A migraine is a term that encompasses multiple, related conditions. By definition, a migraine is a vascular disease, meaning it affects the body’s blood supply. There are several types of migraines and it is important to recognize the differences.

Migraine with/without aura
Migraines are triggered by numerous factors such as hormonal changes, stress, diet, and changes in sleeping patterns. A migraine consists of throbbing pain on the sides of the head and behind the eyes. Possible symptoms accompanying the pain include nausea, vomiting, blurred vision, sensitivity to light and sound, and dizziness. Migraines can be accompanied by an aura where you may see flashing lights. These headaches tend to last 4 to 72 hours.

Ocular/Retinal Migraine
An ocular or retinal migraine is known as a migraine without a headache. During an ocular migraine, the blood vessels involved will go through a constriction phase where the blood supply to the eye is diminished. This causes the photoreceptors, which are light-receiving receptors at the back of the eye, to have a compromised blood supply. When this occurs, the photoreceptors will react even without “photopic phenomenon” (or signals of light).
This can result in:

  • blurred vision,
  • seeing zigzag lines
  • mirages
  • seeing a broken glass effect
  • temporary loss in parts of your vision

The key to recognizing an ocular migraine is that these photopic visual experiences are an “excitable event” in your vision.


A retinal detachment is an emergency and can be repaired with good visual outcome if the patient acts in a timely manner. The retina is a tissue located at the back of the eye and its function gives us the ability to see. If a patient has a retinal hole or tear, they can prevent a retinal detachment from occurring by seeking medical help immediately. If the patient waits too long, fluid will build up behind the affected area and cause the retina to detach in the macula (location of the retina that processes the central vision). The outcome of this condition will result in poor visual acuity.

Symptoms are accompanied by flashing lights in your side vision and include:

  • seeing showers of dots
  • loss of side vision
  • seeing a curtain over your vision

There is no pain associated with a retinal detachment. If you think you have these symptoms, see your eye doctor the same day or go to the emergency room.

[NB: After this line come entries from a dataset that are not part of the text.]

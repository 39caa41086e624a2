//! Request handlers: one per REST operation, each a thin mapping from the
//! request onto a single store call.
//!
//! Store calls do blocking file I/O, so they run on tokio's blocking pool
//! rather than on the async worker threads.

use std::sync::Arc;

use axum::extract::rejection::JsonRejection;
use axum::extract::{Path, State};
use axum::Json;
use serde_json::json;
use tracing::{error, info, warn};

use super::response::{self, ApiResponse};
use crate::record::Fields;
use crate::store::RecordStore;

/// `GET /health`: returns `{ "ok": true }`.
pub(super) async fn health() -> Json<serde_json::Value> {
    Json(json!({ "ok": true }))
}

/// `GET /students`: the full collection. Read failures yield `[]`.
pub(super) async fn list_students<S: RecordStore + 'static>(
    State(store): State<Arc<S>>,
) -> ApiResponse {
    match on_store(store, |store| store.load_all()).await {
        Ok(collection) => ApiResponse::list(collection),
        Err(resp) => resp,
    }
}

/// `GET /students/:id`
pub(super) async fn get_student<S: RecordStore + 'static>(
    State(store): State<Arc<S>>,
    Path(id): Path<String>,
) -> ApiResponse {
    match on_store(store, move |store| store.find_by_id(&id)).await {
        Ok(Some(record)) => ApiResponse::record(record),
        Ok(None) => ApiResponse::not_found(),
        Err(resp) => resp,
    }
}

/// `POST /students`: assigns the id and returns `{ message, data }`.
pub(super) async fn create_student<S: RecordStore + 'static>(
    State(store): State<Arc<S>>,
    payload: Result<Json<Fields>, JsonRejection>,
) -> ApiResponse {
    let fields = match payload {
        Ok(Json(fields)) => fields,
        Err(rejection) => return rejected(rejection),
    };

    match on_store(store, move |store| store.insert(fields)).await {
        Ok(Ok(record)) => {
            info!(id = %record.id().unwrap_or_default(), "student created");
            ApiResponse::with_data(response::STUDENT_ADDED, record)
        }
        Ok(Err(e)) => ApiResponse::create_failed(&e),
        Err(resp) => resp,
    }
}

/// `PUT /students/:id`: shallow-merges the body onto the record.
pub(super) async fn update_student<S: RecordStore + 'static>(
    State(store): State<Arc<S>>,
    Path(id): Path<String>,
    payload: Result<Json<Fields>, JsonRejection>,
) -> ApiResponse {
    let patch = match payload {
        Ok(Json(patch)) => patch,
        Err(rejection) => return rejected(rejection),
    };

    let target = id.clone();
    match on_store(store, move |store| store.update_by_id(&target, patch)).await {
        Ok(Ok(record)) => {
            info!(id = %id, "student updated");
            ApiResponse::with_data(response::UPDATED, record)
        }
        Ok(Err(e)) => ApiResponse::mutation_failed(&e, response::UPDATE_FAILED),
        Err(resp) => resp,
    }
}

/// `DELETE /students/:id`
pub(super) async fn delete_student<S: RecordStore + 'static>(
    State(store): State<Arc<S>>,
    Path(id): Path<String>,
) -> ApiResponse {
    let target = id.clone();
    match on_store(store, move |store| store.delete_by_id(&target)).await {
        Ok(Ok(_)) => {
            info!(id = %id, "student deleted");
            ApiResponse::message(200, response::DELETED)
        }
        Ok(Err(e)) => ApiResponse::mutation_failed(&e, response::DELETE_FAILED),
        Err(resp) => resp,
    }
}

/// Run one store call on the blocking pool. A panicking call becomes a 500.
async fn on_store<S, T, F>(store: Arc<S>, call: F) -> Result<T, ApiResponse>
where
    S: RecordStore + 'static,
    T: Send + 'static,
    F: FnOnce(&S) -> T + Send + 'static,
{
    tokio::task::spawn_blocking(move || call(&store))
        .await
        .map_err(|e| {
            error!(error = %e, "store call did not complete");
            ApiResponse::message(500, response::INTERNAL_ERROR)
        })
}

fn rejected(rejection: JsonRejection) -> ApiResponse {
    warn!(error = %rejection.body_text(), "rejected request body");
    ApiResponse::invalid_body(rejection.body_text())
}
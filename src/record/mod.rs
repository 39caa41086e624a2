//! Student records.
//!
//! A record is a JSON object with at least `id`, `name`, `age` and
//! `className`. Any other field a caller attaches is kept verbatim, so the
//! record wraps the raw object instead of a fixed struct.
//!
//! ## Example
//!
//! ```ignore
//! use serde_json::json;
//! use student_records::StudentRecord;
//!
//! let mut record = StudentRecord::try_from(json!({
//!     "id": "1", "name": "Ada", "age": 16, "className": "10A"
//! }))?;
//! record.merge(json!({ "age": 17 }).as_object().unwrap().clone());
//! assert_eq!(record.age(), Some(17.0));
//! ```

mod id;

pub use id::{id_matches, next_id, normalize_id};

use serde::{Deserialize, Serialize};
use serde_json::{Map, Value};

pub const ID_FIELD: &str = "id";
pub const NAME_FIELD: &str = "name";
pub const AGE_FIELD: &str = "age";
pub const CLASS_NAME_FIELD: &str = "className";

/// Caller-supplied fields for an insert or a shallow-merge patch.
pub type Fields = Map<String, Value>;

/// One student, stored as a JSON object.
#[derive(Debug, Clone, PartialEq, Default, Serialize, Deserialize)]
#[serde(transparent)]
pub struct StudentRecord {
    fields: Fields,
}

impl StudentRecord {
    pub fn new(fields: Fields) -> Self {
        Self { fields }
    }

    /// Build a record from caller fields and an assigned id.
    ///
    /// The id overwrites any `id` the caller sent.
    pub fn with_id(mut fields: Fields, id: impl Into<String>) -> Self {
        fields.insert(ID_FIELD.to_string(), Value::String(id.into()));
        Self { fields }
    }

    /// Normalized id, if the record has a usable one.
    pub fn id(&self) -> Option<String> {
        self.fields.get(ID_FIELD).and_then(normalize_id)
    }

    /// Loose id comparison (see [`id_matches`]).
    pub fn has_id(&self, id: &str) -> bool {
        self.fields
            .get(ID_FIELD)
            .is_some_and(|stored| id_matches(stored, id))
    }

    pub fn name(&self) -> Option<&str> {
        self.fields.get(NAME_FIELD).and_then(Value::as_str)
    }

    pub fn age(&self) -> Option<f64> {
        self.fields.get(AGE_FIELD).and_then(Value::as_f64)
    }

    pub fn class_name(&self) -> Option<&str> {
        self.fields.get(CLASS_NAME_FIELD).and_then(Value::as_str)
    }

    pub fn get(&self, key: &str) -> Option<&Value> {
        self.fields.get(key)
    }

    pub fn fields(&self) -> &Fields {
        &self.fields
    }

    /// Shallow merge: patch fields overwrite same-named fields, everything
    /// else is retained. The id is never reassigned by a patch.
    pub fn merge(&mut self, patch: Fields) {
        for (key, value) in patch {
            if key == ID_FIELD {
                continue;
            }
            self.fields.insert(key, value);
        }
    }
}

impl From<Fields> for StudentRecord {
    fn from(fields: Fields) -> Self {
        Self::new(fields)
    }
}

impl TryFrom<Value> for StudentRecord {
    type Error = serde_json::Error;

    fn try_from(value: Value) -> Result<Self, Self::Error> {
        serde_json::from_value(value)
    }
}

impl From<StudentRecord> for Value {
    fn from(record: StudentRecord) -> Self {
        Value::Object(record.fields)
    }
}
//! Tracing subscriber setup for the binary.

use tracing_subscriber::{layer::SubscriberExt, util::SubscriberInitExt, EnvFilter};

/// Install the global subscriber. `RUST_LOG` controls the filter
/// (default `info`). A second call is a no-op.
pub fn init_tracing(log_json: bool) {
    let filter = EnvFilter::try_from_default_env().unwrap_or_else(|_| EnvFilter::new("info"));
    let result = if log_json {
        tracing_subscriber::registry()
            .with(filter)
            .with(tracing_subscriber::fmt::layer().json())
            .try_init()
    } else {
        tracing_subscriber::registry()
            .with(filter)
            .with(tracing_subscriber::fmt::layer())
            .try_init()
    };

    if let Err(e) = result {
        tracing::debug!(error = %e, "tracing subscriber already installed");
    }
}
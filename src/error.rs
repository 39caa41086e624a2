use std::fmt;
use std::path::PathBuf;

/// Error type for record store operations.
///
/// Read failures never show up here: a collection that cannot be loaded is
/// treated as empty (see `store::LoadFailure`). Only a missing record and a
/// failed write are surfaced to callers.
#[derive(Debug, Clone, PartialEq, Eq)]
pub enum StoreError {
    /// No record with this id exists in the collection.
    NotFound { id: String },
    /// Persisting the collection failed (disk full, permission denied, ...).
    Storage { path: PathBuf, message: String },
    /// The largest id in the collection is `u64::MAX`; no next id exists.
    IdsExhausted,
    /// The collection could not be serialized.
    Serde(String),
    /// A thread panicked while holding the store lock.
    LockPoisoned(&'static str),
}

impl StoreError {
    pub(crate) fn storage(path: impl Into<PathBuf>, err: impl fmt::Display) -> Self {
        StoreError::Storage {
            path: path.into(),
            message: err.to_string(),
        }
    }

    /// Map this error to an HTTP-style status code.
    pub fn status_code(&self) -> u16 {
        match self {
            StoreError::NotFound { .. } => 404,
            StoreError::Storage { .. } => 500,
            StoreError::IdsExhausted => 500,
            StoreError::Serde(_) => 500,
            StoreError::LockPoisoned(_) => 500,
        }
    }

    pub fn is_not_found(&self) -> bool {
        matches!(self, StoreError::NotFound { .. })
    }
}

impl fmt::Display for StoreError {
    fn fmt(&self, f: &mut fmt::Formatter<'_>) -> fmt::Result {
        match self {
            StoreError::NotFound { id } => write!(f, "student not found: {}", id),
            StoreError::Storage { path, message } => {
                write!(f, "failed to write {}: {}", path.display(), message)
            }
            StoreError::IdsExhausted => write!(f, "no id left after {}", u64::MAX),
            StoreError::Serde(msg) => write!(f, "collection serialization error: {}", msg),
            StoreError::LockPoisoned(operation) => {
                write!(f, "store lock poisoned during {}", operation)
            }
        }
    }
}

impl std::error::Error for StoreError {}

impl From<serde_json::Error> for StoreError {
    fn from(err: serde_json::Error) -> Self {
        StoreError::Serde(err.to_string())
    }
}
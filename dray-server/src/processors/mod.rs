//! Processors shipped with the server.

mod csv_export;
mod email_send;

pub use csv_export::CsvExportProcessor;
pub use email_send::EmailSendProcessor;
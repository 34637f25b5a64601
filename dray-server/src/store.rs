use std::io;
use std::path::PathBuf;

use async_trait::async_trait;
use tracing::debug;

/// Where processors park generated files. Returns a locator for the
/// stored content that ends up in the job result.
#[async_trait]
pub trait ContentStore: Send + Sync {
    async fn put(&self, key: &str, bytes: &[u8]) -> io::Result<String>;
}

/// Filesystem-backed store rooted at a single directory.
pub struct FsContentStore {
    root: PathBuf,
}

impl FsContentStore {
    pub fn new(root: impl Into<PathBuf>) -> Self {
        Self { root: root.into() }
    }
}

#[async_trait]
impl ContentStore for FsContentStore {
    async fn put(&self, key: &str, bytes: &[u8]) -> io::Result<String> {
        tokio::fs::create_dir_all(&self.root).await?;
        let path = self.root.join(key);
        tokio::fs::write(&path, bytes).await?;
        debug!(path = %path.display(), size = bytes.len(), "Stored content");
        Ok(path.display().to_string())
    }
}
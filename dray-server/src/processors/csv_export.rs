use std::sync::Arc;

use async_trait::async_trait;
use dray_queue::{JobId, ProcessError, Processor};
use serde::Deserialize;
use serde_json::{json, Map, Value};
use tracing::info;

use crate::store::ContentStore;

#[derive(Debug, Deserialize)]
struct CsvPayload {
    data: Vec<Map<String, Value>>,
}

/// Renders `payload.data` as a CSV file and stores it under the job id.
///
/// The first record fixes the header set; every record must carry exactly
/// those keys with scalar values. Payload shape problems fail the job
/// permanently, storage problems retry.
pub struct CsvExportProcessor {
    store: Arc<dyn ContentStore>,
}

impl CsvExportProcessor {
    pub const JOB_TYPE: &'static str = "CSV_EXPORT";

    pub fn new(store: Arc<dyn ContentStore>) -> Self {
        Self { store }
    }

    fn encode(rows: &[Map<String, Value>]) -> Result<Vec<u8>, ProcessError> {
        let first = rows.first().ok_or_else(|| {
            ProcessError::invalid_payload("data must contain at least one record")
        })?;
        let headers: Vec<&str> = first.keys().map(String::as_str).collect();

        let mut writer = csv::Writer::from_writer(Vec::new());
        writer
            .write_record(&headers)
            .map_err(|e| ProcessError::transient(format!("Failed to write CSV: {e}")))?;

        for (index, row) in rows.iter().enumerate() {
            if row.len() != headers.len() {
                return Err(ProcessError::invalid_payload(format!(
                    "Record {index} has {} fields, expected {}",
                    row.len(),
                    headers.len()
                )));
            }
            let mut fields = Vec::with_capacity(headers.len());
            for key in &headers {
                let value = row.get(*key).ok_or_else(|| {
                    ProcessError::invalid_payload(format!(
                        "Record {index} is missing field '{key}'"
                    ))
                })?;
                fields.push(scalar_field(value, index, key)?);
            }
            writer
                .write_record(&fields)
                .map_err(|e| ProcessError::transient(format!("Failed to write CSV: {e}")))?;
        }

        writer
            .into_inner()
            .map_err(|e| ProcessError::transient(format!("Failed to flush CSV: {e}")))
    }
}

fn scalar_field(value: &Value, index: usize, key: &str) -> Result<String, ProcessError> {
    match value {
        Value::Null => Ok(String::new()),
        Value::Bool(b) => Ok(b.to_string()),
        Value::Number(n) => Ok(n.to_string()),
        Value::String(s) => Ok(s.clone()),
        Value::Array(_) | Value::Object(_) => Err(ProcessError::invalid_payload(format!(
            "Field '{key}' in record {index} is not a scalar"
        ))),
    }
}

#[async_trait]
impl Processor for CsvExportProcessor {
    fn job_type(&self) -> &'static str {
        Self::JOB_TYPE
    }

    async fn process(&self, job_id: &JobId, payload: &Value) -> Result<Value, ProcessError> {
        let payload: CsvPayload = serde_json::from_value(payload.clone()).map_err(|e| {
            ProcessError::invalid_payload(format!("expected a data array of records: {e}"))
        })?;

        let bytes = Self::encode(&payload.data)?;
        let path = self
            .store
            .put(&format!("{job_id}.csv"), &bytes)
            .await
            .map_err(|e| ProcessError::transient(format!("Failed to store CSV: {e}")))?;

        info!(job_id = %job_id, path = %path, rows = payload.data.len(), "CSV export written");
        Ok(json!({ "filePath": path }))
    }
}

#[cfg(test)]
mod tests {
    use super::*;
    use std::io;
    use std::sync::Mutex;

    /// Captures stored content instead of touching the filesystem.
    #[derive(Default)]
    struct MemoryStore {
        files: Mutex<Vec<(String, Vec<u8>)>>,
    }

    #[async_trait]
    impl ContentStore for MemoryStore {
        async fn put(&self, key: &str, bytes: &[u8]) -> io::Result<String> {
            self.files
                .lock()
                .unwrap()
                .push((key.to_string(), bytes.to_vec()));
            Ok(format!("/stored/{key}"))
        }
    }

    fn processor() -> (CsvExportProcessor, Arc<MemoryStore>) {
        let store = Arc::new(MemoryStore::default());
        (CsvExportProcessor::new(store.clone()), store)
    }

    #[tokio::test]
    async fn renders_records_to_csv_and_stores_them() {
        let (processor, store) = processor();
        let job_id = JobId::new();
        let payload = json!({
            "data": [
                { "id": 1, "name": "Alice" },
                { "id": 2, "name": "Bob" }
            ]
        });

        let result = processor.process(&job_id, &payload).await.unwrap();

        assert_eq!(
            result,
            json!({ "filePath": format!("/stored/{job_id}.csv") })
        );
        let files = store.files.lock().unwrap();
        let (key, bytes) = &files[0];
        assert_eq!(key, &format!("{job_id}.csv"));
        assert_eq!(bytes.as_slice(), b"id,name\n1,Alice\n2,Bob\n");
    }

    #[tokio::test]
    async fn renders_null_bool_and_float_fields() {
        let (processor, store) = processor();
        let payload = json!({
            "data": [
                { "score": 1.5, "active": true, "note": null }
            ]
        });

        processor.process(&JobId::new(), &payload).await.unwrap();

        let files = store.files.lock().unwrap();
        assert_eq!(files[0].1.as_slice(), b"score,active,note\n1.5,true,\n");
    }

    #[tokio::test]
    async fn empty_data_is_a_permanent_failure() {
        let (processor, _) = processor();

        let err = processor
            .process(&JobId::new(), &json!({ "data": [] }))
            .await
            .unwrap_err();
        assert!(matches!(err, ProcessError::InvalidPayload(_)));
        assert!(!err.is_retryable());
    }

    #[tokio::test]
    async fn missing_data_key_is_a_permanent_failure() {
        let (processor, _) = processor();

        let err = processor
            .process(&JobId::new(), &json!({ "rows": [] }))
            .await
            .unwrap_err();
        assert!(matches!(err, ProcessError::InvalidPayload(_)));
    }

    #[tokio::test]
    async fn mismatched_record_keys_are_rejected() {
        let (processor, _) = processor();
        let payload = json!({
            "data": [
                { "id": 1, "name": "Alice" },
                { "id": 2, "email": "bob@example.com" }
            ]
        });

        let err = processor
            .process(&JobId::new(), &payload)
            .await
            .unwrap_err();
        assert!(matches!(err, ProcessError::InvalidPayload(_)));
    }

    #[tokio::test]
    async fn nested_values_are_rejected() {
        let (processor, _) = processor();
        let payload = json!({
            "data": [
                { "id": 1, "tags": ["a", "b"] }
            ]
        });

        let err = processor
            .process(&JobId::new(), &payload)
            .await
            .unwrap_err();
        assert!(matches!(err, ProcessError::InvalidPayload(_)));
    }
}
pub mod memory;

pub use memory::MemoryLedger;

use async_trait::async_trait;
use serde_json::Value;

use crate::error::QueueResult;
use crate::types::{JobId, JobRecord};

/// Durable key-value store of job records.
///
/// Writes are last-write-wins per job id. Only the worker holding the
/// live lease for a job writes to its record, so no cross-worker write
/// races occur by construction.
#[async_trait]
pub trait Ledger: Send + Sync {
    /// Insert a new record. Fails with `DuplicateItem` if the id exists.
    async fn create(&self, record: JobRecord) -> QueueResult<()>;

    /// Fetch a record by id
    async fn get(&self, id: &JobId) -> QueueResult<JobRecord>;

    /// Transition to `processing`, recording the attempt number
    async fn mark_processing(&self, id: &JobId, attempt: u32) -> QueueResult<()>;

    /// Transition to `completed` with the processor result
    async fn mark_completed(&self, id: &JobId, result: Value) -> QueueResult<()>;

    /// Transition to `failed` with a permanent error message
    async fn mark_failed(&self, id: &JobId, error: &str) -> QueueResult<()>;

    /// Transition back to `pending` ahead of a retry
    async fn mark_pending(&self, id: &JobId) -> QueueResult<()>;
}
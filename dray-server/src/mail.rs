use async_trait::async_trait;
use lettre::message::Mailbox;
use lettre::{AsyncSmtpTransport, AsyncTransport, Message, Tokio1Executor};
use thiserror::Error;
use tracing::{debug, info};

#[derive(Error, Debug)]
pub enum MailError {
    /// A sender or recipient address failed to parse.
    #[error("Invalid email address: {0}")]
    Address(String),

    /// The message itself could not be assembled.
    #[error("Failed to build message: {0}")]
    Build(String),

    /// The SMTP conversation failed. Usually worth retrying.
    #[error("Failed to send email: {0}")]
    Transport(String),
}

/// Outbound mail boundary. Returns an id for the accepted message.
#[async_trait]
pub trait MailTransport: Send + Sync {
    async fn send(&self, to: &str, subject: &str, body: &str) -> Result<String, MailError>;
}

/// SMTP mailer speaking plaintext to a relay.
///
/// Plaintext fits the local capture servers (MailHog and friends) this
/// service is pointed at in development, which listen on 1025 without TLS.
pub struct SmtpMailer {
    transport: AsyncSmtpTransport<Tokio1Executor>,
    from: Mailbox,
}

impl SmtpMailer {
    pub fn new(host: &str, port: u16, from: &str) -> Result<Self, MailError> {
        let from = from
            .parse()
            .map_err(|e| MailError::Address(format!("{from}: {e}")))?;
        let transport = AsyncSmtpTransport::<Tokio1Executor>::builder_dangerous(host)
            .port(port)
            .build();

        info!(host, port, "Created SMTP transport");
        Ok(Self { transport, from })
    }
}

#[async_trait]
impl MailTransport for SmtpMailer {
    async fn send(&self, to: &str, subject: &str, body: &str) -> Result<String, MailError> {
        let to: Mailbox = to
            .parse()
            .map_err(|e| MailError::Address(format!("{to}: {e}")))?;

        let message = Message::builder()
            .from(self.from.clone())
            .to(to)
            .subject(subject)
            .body(body.to_string())
            .map_err(|e| MailError::Build(e.to_string()))?;

        let response = self
            .transport
            .send(message)
            .await
            .map_err(|e| MailError::Transport(e.to_string()))?;
        if !response.is_positive() {
            return Err(MailError::Transport(format!(
                "SMTP rejected message: {}",
                response.code()
            )));
        }

        let message_id = uuid::Uuid::new_v4().to_string();
        debug!(message_id = %message_id, "Email accepted by relay");
        Ok(message_id)
    }
}
use thiserror::Error;

/// Result type for engine operations
pub type QueueResult<T> = Result<T, QueueError>;

/// Infrastructure errors from the ledger and the queue
#[derive(Error, Debug, Clone)]
pub enum QueueError {
    #[error("Job not found: {0}")]
    NotFound(String),

    #[error("Duplicate entry for job: {0}")]
    DuplicateItem(String),

    #[error("Lease not held by caller")]
    LeaseMismatch,

    #[error("Lease has expired")]
    LeaseExpired,

    #[error("Invalid request: {0}")]
    InvalidRequest(String),

    #[error("Store unavailable: {0}")]
    StoreUnavailable(String),

    #[error("Internal error: {0}")]
    Internal(String),
}

/// Processor outcome errors - determine retry behavior
#[derive(Error, Debug, Clone)]
pub enum ProcessError {
    /// Payload violates the processor's input contract - never retried
    #[error("Invalid payload: {0}")]
    InvalidPayload(String),

    /// No processor registered for the type tag - never retried
    #[error("Unknown job type: {0}")]
    UnknownType(String),

    /// Anything else - retried while attempts remain
    #[error("Transient failure: {0}")]
    Transient(String),
}

impl ProcessError {
    /// Create a permanent payload error
    pub fn invalid_payload(msg: impl Into<String>) -> Self {
        Self::InvalidPayload(msg.into())
    }

    /// Create a retryable error
    pub fn transient(msg: impl Into<String>) -> Self {
        Self::Transient(msg.into())
    }

    /// Check if this error is retryable
    pub fn is_retryable(&self) -> bool {
        matches!(self, Self::Transient(_))
    }
}
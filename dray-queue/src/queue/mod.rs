//! Priority queue with lease-based delivery.
//!
//! Queue items are transient dispatch handles: the durable job state lives
//! in the [`Ledger`](crate::ledger::Ledger). The queue tracks, per job id,
//! a priority, a visibility time, and at most one live lease.

mod memory;

pub use memory::MemoryJobQueue;

use async_trait::async_trait;
use chrono::{DateTime, Utc};
use std::time::Duration;

use crate::error::QueueResult;
use crate::types::{JobId, LeaseToken, Priority};

/// A leased queue item, held exclusively until `lease_until`.
#[derive(Debug, Clone)]
pub struct LeasedItem {
    pub job_id: JobId,
    pub priority: Priority,
    pub lease_token: LeaseToken,
    pub lease_until: DateTime<Utc>,
}

/// Dispatch queue contract.
///
/// At most one unresolved item exists per job id. `lease` hands out the
/// eligible item with the lowest priority rank, oldest first within a rank.
/// A leased item is invisible to other callers until its lease elapses;
/// after that it becomes leaseable again, which is what makes delivery
/// at-least-once rather than exactly-once.
#[async_trait]
pub trait JobQueue: Send + Sync {
    /// Adds an item for `job_id`, eligible for dispatch from `visible_at`.
    async fn enqueue(
        &self,
        job_id: JobId,
        priority: Priority,
        visible_at: DateTime<Utc>,
    ) -> QueueResult<()>;

    /// Leases the next eligible item for `lease_for`, or returns `None`
    /// when nothing is currently eligible.
    async fn lease(&self, worker: &str, lease_for: Duration) -> QueueResult<Option<LeasedItem>>;

    /// Resolves a leased item, removing it from the queue. Fails with
    /// `LeaseMismatch` or `LeaseExpired` when the caller no longer holds
    /// the live lease.
    async fn ack(&self, token: &LeaseToken, job_id: &JobId) -> QueueResult<()>;

    /// Releases a leased item. With `retry_at` the item is kept and becomes
    /// eligible again at that time; without it the item is removed for good.
    async fn nack(
        &self,
        token: &LeaseToken,
        job_id: &JobId,
        retry_at: Option<DateTime<Utc>>,
    ) -> QueueResult<()>;
}
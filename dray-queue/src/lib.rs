//! # dray-queue
//!
//! Durable, priority-aware background job engine.
//!
//! Jobs are submitted through a [`JobService`], recorded in a [`Ledger`]
//! keyed by job id, and enqueued on a [`JobQueue`] that dispatches by
//! priority rank (lowest first) and enqueue order within a rank. A
//! [`WorkerPool`] leases items off the queue, runs the matching
//! [`Processor`] from its [`ProcessorRegistry`], and resolves each item:
//! success completes the job, a transient failure retries it under the
//! [`RetryPolicy`]'s exponential backoff, and a permanent failure ends it.
//!
//! Delivery is at-least-once. A worker that dies mid-job simply lets the
//! lease elapse, after which the item is handed to another worker, so
//! processors have to tolerate running more than once for the same job.
//! Lease duration is the knob that bounds how long a crashed job stays
//! stuck before redelivery; keep it above the slowest processor's runtime.
//!
//! The in-memory [`MemoryLedger`] and [`MemoryJobQueue`] back development
//! and tests; both traits are async so persistent stores can slot in
//! without touching the workers.

pub mod error;
pub mod ledger;
pub mod processor;
pub mod queue;
pub mod retry;
pub mod service;
pub mod types;
pub mod worker;

pub use error::{ProcessError, QueueError, QueueResult};
pub use ledger::{Ledger, MemoryLedger};
pub use processor::{Processor, ProcessorRegistry};
pub use queue::{JobQueue, LeasedItem, MemoryJobQueue};
pub use retry::RetryPolicy;
pub use service::{JobService, NewJob};
pub use types::{JobId, JobRecord, JobStatus, LeaseToken, Priority};
pub use worker::{PoolHandle, WorkerConfig, WorkerPool};

/// Commonly used types, one `use` away.
pub mod prelude {
    pub use crate::error::{ProcessError, QueueError, QueueResult};
    pub use crate::ledger::{Ledger, MemoryLedger};
    pub use crate::processor::{Processor, ProcessorRegistry};
    pub use crate::queue::{JobQueue, LeasedItem, MemoryJobQueue};
    pub use crate::retry::RetryPolicy;
    pub use crate::service::{JobService, NewJob};
    pub use crate::types::{JobId, JobRecord, JobStatus, LeaseToken, Priority};
    pub use crate::worker::{PoolHandle, WorkerConfig, WorkerPool};
}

Figure 1. Retinal Detachment. The yellow line represents the retina


A stroke is an emergency and immediate treatment is required. A stroke occurs when there is an interruption of blood flow to the brain or rupturing of blood vessels in the brain. This results in a sudden loss in brain function.

The visual disturbance accompanied by a stroke usually has a “dimming event”, as though someone has taken a dimmer switch and turned it down. This contrasts with a migraine, which causes an “excitable event”. All of the symptoms of a stroke occur very suddenly. They can be temporary or persistent.

Symptoms of a stroke include:

  • weakness or numbness in the face, arms or legs
  • difficulty in speech production
  • difficulty understanding speech
  • severe and unusual headache
  • loss in balance
  • decreased vision or loss of visual field

If you think you have any of these symptoms, call 9-1-1 immediately.